Mortgage debts are also secured loans. Secured loans mean that if you don’t pay off your mortgage loan, the bank will take possession of your home as collateral until all the money owed has been paid back. If a homeowner fails to make payments on their mortgage and then enters foreclosure, they will usually still owe some money after selling their home at auction (usually around 40%).
If you’ve received a personal loan, it’s probably because you have good credit and a solid financial history. These loans are unsecured, which means they’re not backed by collateral like a house or car. They’re usually used to consolidate credit card debt. Still, if you’ve diligently been paying on this loan for several years (and have built up positive equity), it could be worth consolidating into one lump sum.
While personal loans are relatively easy to get, they typically come with fixed interest rates higher than traditional debt consolidation loans. So, consider the pros and cons before taking out a personal loan for consolidation purposes.

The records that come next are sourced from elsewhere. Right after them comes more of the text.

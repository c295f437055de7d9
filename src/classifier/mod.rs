//! Error classification.
//!
//! Maps a transport outcome onto either a successful [`RawResponse`] or
//! exactly one [`ClassifiedError`]. Classification is a pure function of the
//! response: no state is kept between calls.

use crate::errors::{ClassifiedError, ConfigurationError, ErrorDetail, TransportError};
use crate::transport::RawResponse;
use chrono::{DateTime, Utc};
use http::header::{HeaderName, RETRY_AFTER};
use http::HeaderMap;
use serde::de::DeserializeOwned;
use std::time::Duration;
use tracing::warn;

/// Default name of the header carrying the server-requested wait
pub const DEFAULT_RETRY_AFTER_HEADER: &str = "Retry-After";

/// Classifies raw transport outcomes.
#[derive(Debug, Clone)]
pub struct ErrorClassifier {
    retry_after_header: HeaderName,
}

impl Default for ErrorClassifier {
    fn default() -> Self {
        Self {
            retry_after_header: RETRY_AFTER,
        }
    }
}

impl ErrorClassifier {
    /// Create a classifier reading the standard `Retry-After` header
    pub fn new() -> Self {
        Self::default()
    }

    /// Create a classifier reading the retry-after hint from a custom header
    pub fn with_retry_after_header(name: &str) -> Result<Self, ConfigurationError> {
        let retry_after_header = name.parse::<HeaderName>().map_err(|_| {
            ConfigurationError::invalid(format!("Invalid retry-after header name: {:?}", name))
        })?;
        Ok(Self { retry_after_header })
    }

    /// The header consulted on 429 responses
    pub fn retry_after_header(&self) -> &HeaderName {
        &self.retry_after_header
    }

    /// Classify the outcome of one transport call
    pub fn classify(
        &self,
        outcome: Result<RawResponse, TransportError>,
    ) -> Result<RawResponse, ClassifiedError> {
        match outcome {
            Ok(response) => match self.classify_response(&response) {
                Some(error) => Err(error),
                None => Ok(response),
            },
            Err(error) => Err(self.classify_transport_error(&error)),
        }
    }

    /// Map a failure that happened before any status line was read
    pub fn classify_transport_error(&self, error: &TransportError) -> ClassifiedError {
        match error {
            TransportError::Timeout { message } => ClassifiedError::Timeout {
                message: message.clone(),
            },
            TransportError::InvalidRequest { message } => ClassifiedError::Validation {
                status: None,
                detail: ErrorDetail::Text(message.clone()),
            },
            TransportError::Connect { message } | TransportError::Io { message } => {
                ClassifiedError::NetworkError {
                    message: message.clone(),
                }
            }
        }
    }

    /// Map a received response; `None` means the status indicates success
    pub fn classify_response(&self, response: &RawResponse) -> Option<ClassifiedError> {
        let status = response.status;
        if status < 400 {
            return None;
        }

        let detail = ErrorDetail::from_body(&response.body);
        let error = match status {
            401 => ClassifiedError::Authentication {
                status: Some(status),
                detail,
            },
            404 => ClassifiedError::NotFound { status, detail },
            400 | 422 => ClassifiedError::Validation {
                status: Some(status),
                detail,
            },
            429 => ClassifiedError::RateLimited {
                status,
                retry_after: self.retry_after(&response.headers),
                detail,
            },
            500..=u16::MAX => ClassifiedError::ServerError { status, detail },
            _ => ClassifiedError::Unknown { status, detail },
        };

        Some(error)
    }

    /// Read the retry-after hint from `headers`, if present and parseable
    pub fn retry_after(&self, headers: &HeaderMap) -> Option<Duration> {
        headers
            .get(&self.retry_after_header)
            .and_then(|v| v.to_str().ok())
            .and_then(|v| parse_retry_after(v, Utc::now()))
    }

    /// Decode a successful response body.
    ///
    /// An empty body, or one that does not match `T`, yields `T::default()`
    /// instead of an error: the status already told us the call succeeded.
    pub fn decode_payload<T>(&self, response: &RawResponse) -> T
    where
        T: DeserializeOwned + Default,
    {
        if response.body.iter().all(|b| b.is_ascii_whitespace()) {
            return T::default();
        }

        match serde_json::from_slice(&response.body) {
            Ok(payload) => payload,
            Err(e) => {
                warn!(
                    status = response.status,
                    error = %e,
                    "Successful response body did not match the expected payload, using default"
                );
                T::default()
            }
        }
    }
}

/// Parse a retry-after value: delta-seconds (integer or fractional) or an
/// HTTP-date. Dates in the past clamp to zero.
pub fn parse_retry_after(value: &str, now: DateTime<Utc>) -> Option<Duration> {
    let value = value.trim();
    if value.is_empty() {
        return None;
    }

    if let Ok(secs) = value.parse::<u64>() {
        return Some(Duration::from_secs(secs));
    }

    if let Ok(secs) = value.parse::<f64>() {
        return seconds_to_duration(secs);
    }

    DateTime::parse_from_rfc2822(value).ok().map(|date| {
        date.with_timezone(&Utc)
            .signed_duration_since(now)
            .to_std()
            .unwrap_or(Duration::ZERO)
    })
}

/// Negative values clamp to zero; values too large for a `Duration` are
/// discarded so the computed backoff applies instead.
fn seconds_to_duration(secs: f64) -> Option<Duration> {
    if secs.is_nan() {
        return None;
    }
    if secs <= 0.0 {
        return Some(Duration::ZERO);
    }
    Duration::try_from_secs_f64(secs).ok()
}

Debt types that are reasonable to consolidate
When considering whether or not your debts are reasonable candidates for consolidation, it’s essential to consider your current interest rates on each one. If any of your debts has an annual percentage rate (APR) lower than 10 percent (which is fairly low), then it’s probably reasonable for you to consolidate those debts into one monthly payment at those low rates instead.
When deciding whether to consolidate your debts, it’s important to consider the types of debt you have and how much work will be required.